Marketing or branding – which comes first?
I want to talk about the relationship between branding and marketing and the different views and approaches people have.
See, the relationship between marketing and branding is a little bit… well, it’s almost a little bit like sex. Like, where does one start and the other end? Which one is on top and which on the bottom? Which one comes first? Which one spoons the other? You get the picture.
So, let’s talk about some of the different, er, positions on this matter.
Marketing as the dominant partner.
In this scenario, it’s marketing that calls all the shots and acts all alpha. It doesn’t only tell branding what to do, it also hands out orders to advertising, PR, merchandising, direct mail, event marketing, content marketing.
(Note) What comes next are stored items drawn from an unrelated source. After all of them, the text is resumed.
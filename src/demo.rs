//! In-process stand-ins for the game-protocol session.
//!
//! Used by the binary when no external session is wired in, and by tests.

use crate::agent::{AgentSnapshot, AgentSource, InventoryItem, Observation, Position};
use crate::assets::block;
use crate::chat::{now_millis, ChatInstruction};
use crate::world_view::{ChunkColumn, ChunkPos, ChunkSource, CHUNK_SIZE};
use std::sync::{Arc, Mutex, MutexGuard};

/// Endless flat terrain with a tree in every third column.
#[derive(Debug, Clone, Copy)]
pub struct FlatWorld {
    /// Y of the grass layer; agents stand at `ground + 1`
    pub ground: i32,
    pub trees: bool,
}

impl Default for FlatWorld {
    fn default() -> Self {
        Self {
            ground: 63,
            trees: true,
        }
    }
}

const TRUNK: i32 = 4;

impl ChunkSource for FlatWorld {
    fn column(&self, pos: ChunkPos) -> Option<ChunkColumn> {
        let min_y = self.ground - 3;
        let mut col = ChunkColumn::empty(pos, min_y, 4 + TRUNK as u32 + 2);
        for z in 0..CHUNK_SIZE {
            for x in 0..CHUNK_SIZE {
                col.set_block(x, min_y, z, block::BEDROCK);
                col.set_block(x, min_y + 1, z, block::STONE);
                col.set_block(x, min_y + 2, z, block::DIRT);
                col.set_block(x, self.ground, z, block::GRASS);
            }
        }
        if self.trees && (pos.x + pos.z).rem_euclid(3) == 0 {
            let (tx, tz) = (4, 4);
            for dy in 1..=TRUNK {
                col.set_block(tx, self.ground + dy, tz, block::LOG);
            }
            let crown = self.ground + TRUNK;
            for dx in -1..=1 {
                for dz in -1..=1 {
                    if dx != 0 || dz != 0 {
                        col.set_block(tx + dx, crown, tz + dz, block::LEAVES);
                    }
                }
            }
            col.set_block(tx, crown + 1, tz, block::LEAVES);
        }
        Some(col)
    }
}

#[derive(Debug, Clone)]
struct AgentState {
    connected: bool,
    position: Position,
    yaw: f32,
    pitch: f32,
    health: f32,
    food: f32,
    hotbar_slot: u8,
    inventory: Vec<InventoryItem>,
    entities: Vec<(String, Position)>,
    time: u32,
    game_mode: String,
    chat: Vec<ChatInstruction>,
}

/// Scriptable agent standing in a [`ChunkSource`] world.
pub struct SimulatedAgent {
    username: String,
    version: String,
    world: Arc<dyn ChunkSource>,
    state: Mutex<AgentState>,
}

impl SimulatedAgent {
    pub fn new(username: &str, world: Arc<dyn ChunkSource>) -> Self {
        Self {
            username: username.to_string(),
            version: crate::assets::LATEST_VERSION.to_string(),
            world,
            state: Mutex::new(AgentState {
                connected: true,
                position: Position::new(8.5, 64.0, 8.5),
                yaw: 0.0,
                pitch: 0.0,
                health: 20.0,
                food: 20.0,
                hotbar_slot: 0,
                inventory: vec![
                    InventoryItem {
                        name: "minecraft:wooden_pickaxe".into(),
                        count: 1,
                        slot: 36,
                    },
                    InventoryItem {
                        name: "minecraft:oak_log".into(),
                        count: 16,
                        slot: 37,
                    },
                ],
                entities: Vec::new(),
                time: 6000,
                game_mode: "survival".into(),
                chat: Vec::new(),
            }),
        }
    }

    pub fn with_version(mut self, version: &str) -> Self {
        self.version = version.to_string();
        self
    }

    fn state(&self) -> MutexGuard<'_, AgentState> {
        self.state.lock().unwrap_or_else(|poisoned| poisoned.into_inner())
    }

    pub fn set_position(&self, position: Position) {
        self.state().position = position;
    }

    pub fn set_look(&self, yaw: f32, pitch: f32) {
        let mut s = self.state();
        s.yaw = yaw;
        s.pitch = pitch;
    }

    pub fn set_vitals(&self, health: f32, food: f32) {
        let mut s = self.state();
        s.health = health;
        s.food = food;
    }

    pub fn select_slot(&self, slot: u8) {
        self.state().hotbar_slot = slot.min(crate::agent::HOTBAR_SLOTS - 1);
    }

    pub fn set_inventory(&self, items: Vec<InventoryItem>) {
        self.state().inventory = items;
    }

    pub fn add_entity(&self, kind: &str, position: Position) {
        self.state().entities.push((kind.to_string(), position));
    }

    pub fn set_connected(&self, connected: bool) {
        self.state().connected = connected;
    }

    /// Receive a chat line as if `username` typed it in game.
    pub fn say(&self, username: &str, message: &str) {
        self.state().chat.push(ChatInstruction {
            username: username.to_string(),
            message: message.to_string(),
            timestamp: now_millis(),
        });
    }
}

impl AgentSource for SimulatedAgent {
    fn is_connected(&self) -> bool {
        self.state().connected
    }

    fn username(&self) -> Option<String> {
        Some(self.username.clone())
    }

    fn version(&self) -> Option<String> {
        Some(self.version.clone())
    }

    fn snapshot(&self) -> Option<AgentSnapshot> {
        let s = self.state();
        if !s.connected {
            return None;
        }
        Some(AgentSnapshot {
            position: s.position,
            yaw: s.yaw,
            pitch: s.pitch,
            health: s.health,
            food: s.food,
            hotbar_slot: s.hotbar_slot,
            hotbar: AgentSnapshot::hotbar_from_inventory(&s.inventory),
        })
    }

    fn observation(&self) -> Option<Observation> {
        let s = self.state();
        if !s.connected {
            return None;
        }
        Some(Observation {
            position: Some(s.position),
            yaw: s.yaw,
            pitch: s.pitch,
            health: s.health,
            food: s.food,
            inventory: s.inventory.clone(),
            entities: Observation::nearby_entities(&s.position, s.entities.clone()),
            time: s.time,
            game_mode: s.game_mode.clone(),
        })
    }

    fn world(&self) -> Arc<dyn ChunkSource> {
        self.world.clone()
    }

    fn take_chat(&self) -> Vec<ChatInstruction> {
        std::mem::take(&mut self.state().chat)
    }
}
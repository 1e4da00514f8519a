//! Streamed chunk window kept centered on the agent.
//!
//! The window is the square of columns within `radius` chunks of the center
//! column. [`WorldView::init`] loads the whole window and waits for it;
//! [`WorldView::update_position`] only schedules work and returns
//! immediately. Loads that finish after their column has left the window are
//! dropped instead of being forwarded to the renderer.

use crate::agent::Position;
use crate::{Error, Result};
use futures::future::join_all;
use std::collections::HashSet;
use std::future::Future;
use std::sync::{Arc, Mutex};
use tokio::sync::mpsc::{unbounded_channel, UnboundedReceiver, UnboundedSender};

/// Width and depth of a chunk column, in blocks.
pub const CHUNK_SIZE: i32 = 16;

/// Block id for empty space
pub const AIR: u16 = 0;

#[derive(Debug, Clone, Copy, PartialEq, Eq, Hash, PartialOrd, Ord)]
pub struct ChunkPos {
    pub x: i32,
    pub z: i32,
}

impl ChunkPos {
    pub fn new(x: i32, z: i32) -> Self {
        Self { x, z }
    }

    /// Column containing the world position
    pub fn containing(pos: &Position) -> Self {
        Self {
            x: (pos.x.floor() as i32).div_euclid(CHUNK_SIZE),
            z: (pos.z.floor() as i32).div_euclid(CHUNK_SIZE),
        }
    }

    /// Chebyshev distance in chunks
    pub fn distance(&self, other: &ChunkPos) -> i32 {
        (self.x - other.x).abs().max((self.z - other.z).abs())
    }
}

/// One 16-wide column of blocks
#[derive(Debug, Clone, PartialEq)]
pub struct ChunkColumn {
    pub pos: ChunkPos,
    /// World Y of the lowest stored layer
    pub min_y: i32,
    /// Number of stored layers
    pub height: u32,
    /// Block ids indexed `[layer][z][x]`
    pub blocks: Vec<u16>,
}

impl ChunkColumn {
    /// Column filled with air
    pub fn empty(pos: ChunkPos, min_y: i32, height: u32) -> Self {
        Self {
            pos,
            min_y,
            height,
            blocks: vec![AIR; (CHUNK_SIZE * CHUNK_SIZE) as usize * height as usize],
        }
    }

    fn index(&self, x: i32, y: i32, z: i32) -> Option<usize> {
        let layer = y - self.min_y;
        if !(0..CHUNK_SIZE).contains(&x)
            || !(0..CHUNK_SIZE).contains(&z)
            || layer < 0
            || layer >= self.height as i32
        {
            return None;
        }
        Some(((layer * CHUNK_SIZE + z) * CHUNK_SIZE + x) as usize)
    }

    /// Whether `blocks` holds exactly one id per stored block.
    pub fn is_well_formed(&self) -> bool {
        self.blocks.len() == (CHUNK_SIZE * CHUNK_SIZE) as usize * self.height as usize
    }

    /// Block at local `x`/`z` and world `y`; air outside the column
    pub fn block(&self, x: i32, y: i32, z: i32) -> u16 {
        self.index(x, y, z)
            .and_then(|i| self.blocks.get(i).copied())
            .unwrap_or(AIR)
    }

    pub fn set_block(&mut self, x: i32, y: i32, z: i32, id: u16) {
        if let Some(slot) = self.index(x, y, z).and_then(|i| self.blocks.get_mut(i)) {
            *slot = id;
        }
    }
}

/// World data provider owned by the protocol session.
pub trait ChunkSource: Send + Sync {
    /// The column at `pos`, or `None` if it has not been received
    fn column(&self, pos: ChunkPos) -> Option<ChunkColumn>;
}

/// Change notifications delivered to the renderer
#[derive(Debug, Clone)]
pub enum WorldEvent {
    Load(Arc<ChunkColumn>),
    Unload(ChunkPos),
}

#[derive(Debug, Default)]
struct WindowState {
    wanted: HashSet<ChunkPos>,
    loaded: HashSet<ChunkPos>,
}

pub struct WorldView {
    source: Arc<dyn ChunkSource>,
    radius: i32,
    center: ChunkPos,
    state: Arc<Mutex<WindowState>>,
    events: UnboundedSender<WorldEvent>,
}

impl WorldView {
    /// Create a view and the event stream the renderer listens on.
    pub fn new(
        source: Arc<dyn ChunkSource>,
        radius: u32,
        center: &Position,
    ) -> (Self, UnboundedReceiver<WorldEvent>) {
        let (tx, rx) = unbounded_channel();
        let view = Self {
            source,
            radius: radius as i32,
            center: ChunkPos::containing(center),
            state: Arc::new(Mutex::new(WindowState::default())),
            events: tx,
        };
        (view, rx)
    }

    pub fn center(&self) -> ChunkPos {
        self.center
    }

    pub fn radius(&self) -> u32 {
        self.radius as u32
    }

    /// Columns forwarded to the renderer and still inside the window
    pub fn loaded_count(&self) -> usize {
        lock(&self.state).loaded.len()
    }

    /// Columns in the window around `center`, nearest first
    fn window(&self, center: ChunkPos) -> Vec<ChunkPos> {
        let mut out = Vec::with_capacity(((2 * self.radius + 1) * (2 * self.radius + 1)) as usize);
        for dx in -self.radius..=self.radius {
            for dz in -self.radius..=self.radius {
                out.push(ChunkPos::new(center.x + dx, center.z + dz));
            }
        }
        out.sort_by_key(|p| (p.distance(&center), *p));
        out
    }

    /// Load the full window around `center` and wait for every column.
    pub async fn init(&mut self, center: &Position) -> Result<()> {
        self.start_init(center).await
    }

    /// Re-center on `center` and return the initial load as a future that
    /// does not borrow the view.
    pub fn start_init(&mut self, center: &Position) -> impl Future<Output = Result<()>> + 'static {
        self.center = ChunkPos::containing(center);
        let window = self.window(self.center);
        lock(&self.state).wanted = window.iter().copied().collect();

        let source = self.source.clone();
        let state = self.state.clone();
        let events = self.events.clone();
        let center = self.center;
        async move {
            let loads = window.into_iter().map(|pos| {
                let source = source.clone();
                tokio::task::spawn_blocking(move || (pos, source.column(pos)))
            });

            let mut missing = 0usize;
            for joined in join_all(loads).await {
                let (pos, column) =
                    joined.map_err(|e| Error::WorldViewError(format!("chunk load task failed: {}", e)))?;
                match column {
                    Some(column) => {
                        if !forward(&state, &events, pos, column) {
                            return Err(Error::WorldViewError("renderer stopped listening for chunks".into()));
                        }
                    }
                    None => missing += 1,
                }
            }
            log::debug!(
                "world view: initial window around ({}, {}) loaded, {} columns not yet available",
                center.x,
                center.z,
                missing
            );
            Ok(())
        }
    }

    /// Re-center the window on `pos` without waiting for new columns.
    pub fn update_position(&mut self, pos: &Position) {
        let center = ChunkPos::containing(pos);
        if center == self.center {
            return;
        }
        self.center = center;
        let window = self.window(center);
        let wanted: HashSet<ChunkPos> = window.iter().copied().collect();

        let to_load: Vec<ChunkPos> = {
            let mut state = lock(&self.state);
            let stale: Vec<ChunkPos> = state.loaded.difference(&wanted).copied().collect();
            for p in stale {
                state.loaded.remove(&p);
                let _ = self.events.send(WorldEvent::Unload(p));
            }
            state.wanted = wanted;
            window
                .into_iter()
                .filter(|p| !state.loaded.contains(p))
                .collect()
        };
        log::debug!(
            "world view: re-centered on ({}, {}), {} columns scheduled",
            center.x,
            center.z,
            to_load.len()
        );

        for pos in to_load {
            let source = self.source.clone();
            let state = self.state.clone();
            let events = self.events.clone();
            let job = move || {
                if let Some(column) = source.column(pos) {
                    forward(&state, &events, pos, column);
                }
            };
            match tokio::runtime::Handle::try_current() {
                Ok(handle) => {
                    handle.spawn_blocking(job);
                }
                Err(_) => job(),
            }
        }
    }
}

/// Send a finished load if its column is still wanted and not yet delivered.
/// Returns false once the receiver is gone.
fn forward(
    state: &Mutex<WindowState>,
    events: &UnboundedSender<WorldEvent>,
    pos: ChunkPos,
    column: ChunkColumn,
) -> bool {
    if !column.is_well_formed() {
        log::warn!(
            "world view: dropping column ({}, {}) with {} block ids for height {}",
            pos.x,
            pos.z,
            column.blocks.len(),
            column.height
        );
        return !events.is_closed();
    }
    let mut state = lock(state);
    if !state.wanted.contains(&pos) || !state.loaded.insert(pos) {
        return !events.is_closed();
    }
    if events.send(WorldEvent::Load(Arc::new(column))).is_err() {
        state.loaded.remove(&pos);
        return false;
    }
    true
}

fn lock(state: &Mutex<WindowState>) -> std::sync::MutexGuard<'_, WindowState> {
    state.lock().unwrap_or_else(|poisoned| poisoned.into_inner())
}
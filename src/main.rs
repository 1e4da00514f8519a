use anyhow::{bail, Context};
use clap::{Parser, ValueEnum};
use povbridge::chat::InstructionQueue;
use povbridge::demo::{FlatWorld, SimulatedAgent};
use povbridge::server::ApiServer;
use povbridge::{Backend, Bridge, BridgeConfig};
use std::path::PathBuf;
use std::sync::{Arc, Mutex};
use std::time::Duration;

#[derive(Debug, Clone, Copy, PartialEq, Eq, ValueEnum)]
enum BackendKind {
    Software,
    Gpu,
}

/// Headless first-person capture server
#[derive(Debug, Parser)]
#[command(name = "povbridge", version)]
struct Args {
    /// Port for the HTTP API
    #[arg(long, default_value_t = 3333)]
    port: u16,

    /// Graphics backend
    #[arg(long, value_enum, default_value_t = BackendKind::Software)]
    backend: BackendKind,

    /// Directory holding `<version>/blocks.png` atlases
    #[arg(long)]
    asset_dir: Option<PathBuf>,

    /// JSON configuration file; missing keys keep their defaults
    #[arg(long)]
    config: Option<PathBuf>,

    /// Render one frame of the demo world to this path and exit
    #[arg(long)]
    snapshot: Option<PathBuf>,

    /// Username of the demo agent
    #[arg(long, default_value = "Agent")]
    username: String,
}

fn backend(kind: BackendKind) -> anyhow::Result<Backend> {
    match kind {
        BackendKind::Software => Ok(Backend::software()),
        #[cfg(feature = "gpu")]
        BackendKind::Gpu => Ok(Backend::gpu()),
        #[cfg(not(feature = "gpu"))]
        BackendKind::Gpu => bail!("built without the `gpu` feature"),
    }
}

fn main() -> anyhow::Result<()> {
    env_logger::Builder::from_env(env_logger::Env::default().default_filter_or("info")).init();
    let args = Args::parse();

    let mut config = match &args.config {
        Some(path) => BridgeConfig::from_json_file(path)
            .with_context(|| format!("loading {}", path.display()))?,
        None => BridgeConfig::default(),
    };
    if args.asset_dir.is_some() {
        config.asset_dir = args.asset_dir.clone();
    }
    let quality = config.jpeg_quality;

    let backend = backend(args.backend)?;
    log::info!("using {} backend", backend.name());
    let bridge = Bridge::new(config, backend)?;

    let agent = Arc::new(SimulatedAgent::new(&args.username, Arc::new(FlatWorld::default())));
    bridge.agent_spawned_blocking(agent.clone())?;

    if let Some(path) = args.snapshot {
        bridge
            .wait_ready_blocking(Duration::from_secs(60))
            .context("viewer never became ready")?;
        let outcome = bridge.capture_outcome_blocking()?;
        if let Some(reason) = outcome.reason() {
            bail!("capture degraded: {}", reason);
        }
        let jpeg = outcome.image().encode_jpeg(quality)?;
        std::fs::write(&path, jpeg).with_context(|| format!("writing {}", path.display()))?;
        println!("wrote {}", path.display());
        bridge.shutdown_blocking()?;
        return Ok(());
    }

    let chat = Arc::new(Mutex::new(InstructionQueue::new(Some(args.username.clone()))));
    let api = ApiServer::new(bridge, chat);
    let addr = format!("0.0.0.0:{}", args.port);
    let server = ApiServer::bind(&addr)?;
    log::info!("listening on http://{}", addr);
    api.serve(server);
    Ok(())
}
Here, branding is just one toy in marketing’s cluttered toy chest. If branding is the fragrance, hair style, clothes and accessories marketing uses to attract a customer, then advertising are the pick-up lines; PR, the wingman; merchandising, the dance moves; direct mail, the business card; event marketing, the dinner date; content marketing, the conversation… I’ll let you come up with the rest.
With this approach, branding isn’t a reflection of the company or product being marketed, but a reflection of what marketing thinks will attract people. Marketing is like a pick-up artist and branding is the way it peacocks.
It works, the same way pick-up techniques work, the same way peacock feathers work (at least for peacocks). But it’s not authentic and, as a result, not as powerful or attractive to customers. That’s because customers, ultimately, want to connect with something real. Authentic branding helps them do that.
Branding as the real boss.
In this scenario, branding is the real boss, but it’s the kind of boss that wields its power, influence and charm without seeming to lift a finger, give an order and ever appearing to try too hard – a little bit like George Clooney.
It uses marketing to communicate itself to customers in a way that connects with them, but if it’s a true brand, it doesn’t have to peacock, because it’s style is a reflection of its personality. It doesn’t need pick-up lines, because it steps up and introduces itself with a confident “Hello”. Wingmen are great to have, but it’s confident enough in its reputation not to need them.
That’s because branding is fundamental. It’s not part of a plan. It’s part of the company.
The moment you have a vision for a company or product is when you have the beginnings of a brand, whether you know it or not.
The moment you sell your first product or service is when you have the beginnings of a brand, it just needs to be brought into sharp focus.
How is this?
Because branding is in the eye of the customer, not in the eye of the company. Even if you do nothing as a company to create a brand, what your customers think of you is already creating your brand for you – for better or worse.
A company can survive – up to a point, at least – without marketing, but it can’t survive without being a brand because being a brand is inseparable from being a company, just like having a personality is inseparable from being a person.
Who comes first?
So, who’s on top? Who spoons whom? Who comes first?
In the first scenario, it’s clear that marketing thinks it’s on top and wraps its powerful arms around branding and holds it close.
But in the second scenario there’s no attraction and definitely no, um, intercourse without branding – because a person without a personality, just like a company without a brand, doesn’t exist. It’s dead in the sack.